Instructions to follow - Which lines hold the string "PriceDataProvider"? Copy each of them from the material below.
══════
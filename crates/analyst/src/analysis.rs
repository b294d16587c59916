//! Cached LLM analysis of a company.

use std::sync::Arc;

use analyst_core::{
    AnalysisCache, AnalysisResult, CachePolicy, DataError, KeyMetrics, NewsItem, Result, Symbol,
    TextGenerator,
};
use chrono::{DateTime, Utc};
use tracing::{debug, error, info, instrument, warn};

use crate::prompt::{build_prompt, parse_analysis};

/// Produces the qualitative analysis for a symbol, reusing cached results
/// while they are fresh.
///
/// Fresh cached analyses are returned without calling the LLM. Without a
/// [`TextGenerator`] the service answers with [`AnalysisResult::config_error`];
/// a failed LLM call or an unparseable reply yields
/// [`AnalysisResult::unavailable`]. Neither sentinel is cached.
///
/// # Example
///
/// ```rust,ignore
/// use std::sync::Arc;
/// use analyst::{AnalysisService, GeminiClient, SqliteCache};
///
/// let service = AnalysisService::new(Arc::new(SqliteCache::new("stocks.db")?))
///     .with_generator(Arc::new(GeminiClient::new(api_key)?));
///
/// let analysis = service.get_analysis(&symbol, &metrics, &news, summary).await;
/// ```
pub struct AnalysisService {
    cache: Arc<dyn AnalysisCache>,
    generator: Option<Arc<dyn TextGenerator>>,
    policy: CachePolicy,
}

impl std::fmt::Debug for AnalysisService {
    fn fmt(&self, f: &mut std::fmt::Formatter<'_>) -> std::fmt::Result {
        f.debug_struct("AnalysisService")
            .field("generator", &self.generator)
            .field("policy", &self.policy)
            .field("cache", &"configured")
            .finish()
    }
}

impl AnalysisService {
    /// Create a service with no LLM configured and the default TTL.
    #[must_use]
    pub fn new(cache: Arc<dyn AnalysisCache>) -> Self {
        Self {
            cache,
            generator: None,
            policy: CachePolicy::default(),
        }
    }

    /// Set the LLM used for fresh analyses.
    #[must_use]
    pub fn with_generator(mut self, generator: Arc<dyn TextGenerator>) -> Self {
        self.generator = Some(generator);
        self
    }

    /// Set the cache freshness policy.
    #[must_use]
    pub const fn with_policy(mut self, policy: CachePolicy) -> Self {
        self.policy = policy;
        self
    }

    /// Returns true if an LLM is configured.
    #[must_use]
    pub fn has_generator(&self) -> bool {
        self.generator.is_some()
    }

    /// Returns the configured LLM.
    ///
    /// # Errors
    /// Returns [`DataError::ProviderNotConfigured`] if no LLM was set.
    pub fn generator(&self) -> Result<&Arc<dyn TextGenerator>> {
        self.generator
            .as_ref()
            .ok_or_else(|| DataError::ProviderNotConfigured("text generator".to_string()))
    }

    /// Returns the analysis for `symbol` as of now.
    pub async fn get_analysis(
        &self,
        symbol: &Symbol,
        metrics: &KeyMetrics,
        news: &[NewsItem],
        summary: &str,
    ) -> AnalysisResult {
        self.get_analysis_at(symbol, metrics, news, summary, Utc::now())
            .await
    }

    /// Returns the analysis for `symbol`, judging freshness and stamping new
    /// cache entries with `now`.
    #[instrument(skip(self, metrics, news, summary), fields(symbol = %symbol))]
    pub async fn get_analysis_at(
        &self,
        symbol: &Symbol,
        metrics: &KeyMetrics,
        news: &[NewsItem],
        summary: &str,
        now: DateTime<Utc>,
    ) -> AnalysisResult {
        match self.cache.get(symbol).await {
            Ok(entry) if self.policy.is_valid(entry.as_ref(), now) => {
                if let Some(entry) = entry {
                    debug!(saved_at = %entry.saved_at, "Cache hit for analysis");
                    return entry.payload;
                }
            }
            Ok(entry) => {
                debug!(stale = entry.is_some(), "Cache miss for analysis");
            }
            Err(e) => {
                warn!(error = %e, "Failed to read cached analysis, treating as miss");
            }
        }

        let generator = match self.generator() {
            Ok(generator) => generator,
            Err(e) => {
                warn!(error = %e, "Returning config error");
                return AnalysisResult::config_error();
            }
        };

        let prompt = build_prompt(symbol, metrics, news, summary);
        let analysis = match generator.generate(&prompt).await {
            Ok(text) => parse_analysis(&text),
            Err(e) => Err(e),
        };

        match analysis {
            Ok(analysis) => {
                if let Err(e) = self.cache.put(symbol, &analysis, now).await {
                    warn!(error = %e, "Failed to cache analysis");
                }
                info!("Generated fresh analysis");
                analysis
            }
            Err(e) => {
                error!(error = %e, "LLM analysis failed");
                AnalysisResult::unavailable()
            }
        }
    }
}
══════
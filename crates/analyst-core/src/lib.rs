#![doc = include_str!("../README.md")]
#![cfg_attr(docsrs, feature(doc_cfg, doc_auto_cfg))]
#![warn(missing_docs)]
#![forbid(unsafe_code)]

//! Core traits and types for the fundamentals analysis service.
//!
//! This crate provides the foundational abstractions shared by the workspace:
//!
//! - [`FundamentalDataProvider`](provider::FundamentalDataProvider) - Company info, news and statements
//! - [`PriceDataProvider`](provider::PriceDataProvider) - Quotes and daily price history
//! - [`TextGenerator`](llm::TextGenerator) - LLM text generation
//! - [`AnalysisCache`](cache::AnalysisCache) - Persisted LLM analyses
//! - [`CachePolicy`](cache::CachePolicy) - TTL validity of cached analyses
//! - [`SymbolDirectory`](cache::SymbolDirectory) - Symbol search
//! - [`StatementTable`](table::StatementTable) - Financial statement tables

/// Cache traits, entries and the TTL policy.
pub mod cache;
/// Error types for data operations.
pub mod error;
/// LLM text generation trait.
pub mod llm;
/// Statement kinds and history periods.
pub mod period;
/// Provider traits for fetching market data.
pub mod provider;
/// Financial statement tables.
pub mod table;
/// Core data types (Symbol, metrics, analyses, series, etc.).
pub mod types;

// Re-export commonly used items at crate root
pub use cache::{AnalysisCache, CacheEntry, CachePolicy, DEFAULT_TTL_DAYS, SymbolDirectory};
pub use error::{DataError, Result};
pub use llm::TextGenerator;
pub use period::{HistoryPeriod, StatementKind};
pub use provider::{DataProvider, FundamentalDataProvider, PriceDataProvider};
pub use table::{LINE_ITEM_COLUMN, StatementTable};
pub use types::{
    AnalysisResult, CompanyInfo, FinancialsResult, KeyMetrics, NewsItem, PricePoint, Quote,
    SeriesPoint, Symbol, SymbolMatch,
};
══════
Answer for this exercise -
//! - [`PriceDataProvider`](provider::PriceDataProvider) - Quotes and daily price history
pub use provider::{DataProvider, FundamentalDataProvider, PriceDataProvider};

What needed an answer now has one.